We must now pass to an examination of the Isma'ílí doctrine —a doctrine typically Persian, typically Shí'ité, and possessed of an extraordinary charm for minds of a certain type, and that by no means an ignoble or ignorant one.* And here I will cite first of all the concluding paragraphs of an article which I contributed in January, 1898, to the Journal of the Royal Asiatic Society on the Literature and Doctrines of the Ḥurúfí Sect (pp. 88-9):—

“The truth is, that there is a profound difference between the Persian idea of Religion and that which obtains in the West. Here it is the ideas of Faith and Righteousness (in different proportions, it is true) which are regarded as the essentials of Religion; there it is Knowledge and Mystery. Here Religion is regarded as a rule by which to live and a hope wherein to die; there as a Key to unlock the Secrets of the Spiritual and Material Universe. Here it is associated with Work and Charity; there with Rest and Wisdom.

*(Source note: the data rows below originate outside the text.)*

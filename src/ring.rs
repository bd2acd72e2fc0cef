//! # Ring Membership
//!
//! Maintains this node's view of the identifier ring: its successor, its
//! predecessor, and a 256-entry finger table where entry *i* points at the
//! node responsible for `self + 2^i`. The view lives in an actor behind the
//! cloneable [`Ring`] handle.
//!
//! ## Stabilization
//!
//! A freshly joined node knows only its successor. [`spawn_stabilizer`] runs
//! one round per interval:
//!
//! 1. Ask the successor for its predecessor; adopt it as the new successor
//!    when it sits between us and the current successor.
//! 2. Notify the successor that we believe we precede it.
//! 3. Ping our predecessor; clear it when the ping fails.
//! 4. Refresh one finger table entry per round, cycling through all 256.
//!
//! Under continued rounds on every node, an arbitrary set of joined nodes
//! converges to a single consistent cycle.
//!
//! ## Failure Handling
//!
//! When a request to the successor fails, the ring falls back to the nearest
//! live finger past the failed node, or reverts to a singleton ring when no
//! candidate remains. Keys resident on the failed node are lost; the overlay
//! does not replicate.

use crate::identity::{in_open_closed_interval, in_open_interval, NodeId, PeerInfo, RING_BITS};
use crate::protocols::{FindOutcome, RingRpc};
use anyhow::{anyhow, Result};
use std::collections::HashSet;
use std::sync::Arc;
use std::time::Duration;
use tokio::sync::{mpsc, oneshot};
use tokio::task::JoinHandle;
use tracing::{debug, info, trace, warn};

/// Bound on redirect hops while joining through a bootstrap node.
const MAX_JOIN_HOPS: usize = 64;

/// Notifications emitted when the local ring view changes.
#[derive(Clone, Debug)]
pub enum RingEvent {
    /// A new predecessor was adopted. The storage layer migrates keys the
    /// new predecessor now owns.
    PredecessorChanged { new: PeerInfo },
}

/// A point-in-time copy of the local ring view.
#[derive(Clone, Debug)]
pub struct RingSnapshot {
    pub self_info: PeerInfo,
    pub successor: PeerInfo,
    pub predecessor: Option<PeerInfo>,
    /// Populated finger entries as `(index, peer)` pairs.
    pub fingers: Vec<(usize, PeerInfo)>,
}

impl RingSnapshot {
    /// True when this node is alone on the ring.
    pub fn is_singleton(&self) -> bool {
        self.successor.id == self.self_info.id
    }

    /// The known peer most closely preceding `target` clockwise, excluding
    /// this node itself. `None` when no known peer precedes the target.
    pub fn closest_preceding(&self, target: &NodeId) -> Option<PeerInfo> {
        self.preceding_candidates(target).into_iter().next()
    }

    /// All known peers strictly between this node and `target`, ordered
    /// nearest-to-target first. Used as a fallback stack during lookups.
    pub fn preceding_candidates(&self, target: &NodeId) -> Vec<PeerInfo> {
        let mut seen = HashSet::new();
        let mut candidates: Vec<PeerInfo> = self
            .fingers
            .iter()
            .map(|(_, p)| p)
            .chain(std::iter::once(&self.successor))
            .filter(|p| p.id != self.self_info.id)
            .filter(|p| in_open_interval(&p.id, &self.self_info.id, target))
            .filter(|p| seen.insert(p.id))
            .cloned()
            .collect();
        candidates.sort_by_key(|p| p.id.distance_clockwise(target));
        candidates
    }
}

enum Command {
    Snapshot(oneshot::Sender<RingSnapshot>),
    FindSuccessor(NodeId, oneshot::Sender<FindOutcome>),
    Notify(PeerInfo),
    InstallSuccessor(PeerInfo),
    ClearPredecessor,
    SuccessorFailed(NodeId),
    NextFingerTarget(oneshot::Sender<(usize, NodeId)>),
    InstallFinger(usize, PeerInfo),
    Quit(oneshot::Sender<()>),
}

/// Handle to the ring actor. Clone freely.
pub struct Ring<N> {
    tx: mpsc::Sender<Command>,
    self_info: PeerInfo,
    network: Arc<N>,
}

impl<N> Clone for Ring<N> {
    fn clone(&self) -> Self {
        Self {
            tx: self.tx.clone(),
            self_info: self.self_info.clone(),
            network: self.network.clone(),
        }
    }
}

Here a creed is admired for its simplicity; there for its complexity. To Europeans these speculations about ‘Names’ and ‘Numbers’ and ‘Letters’; this talk of Essences, Quiddities, and Theophanies; these far-fetched analogies and wondrous hair-splittings, appear, as a rule, not merely barren and unattractive, but absurd and incom­prehensible; and consequently, when great self-devotion and fearlessness of death and torture are witnessed amongst the adherents of such a creed, attempts are instinctively made by Europeans to attribute to that creed some ethical or political aim. Such aim may or may not exist, but, even if it does, it is, I believe, as a rule, of quite secondary and subordinate importance in the eyes of those who have evolved and those who have accepted the doctrine…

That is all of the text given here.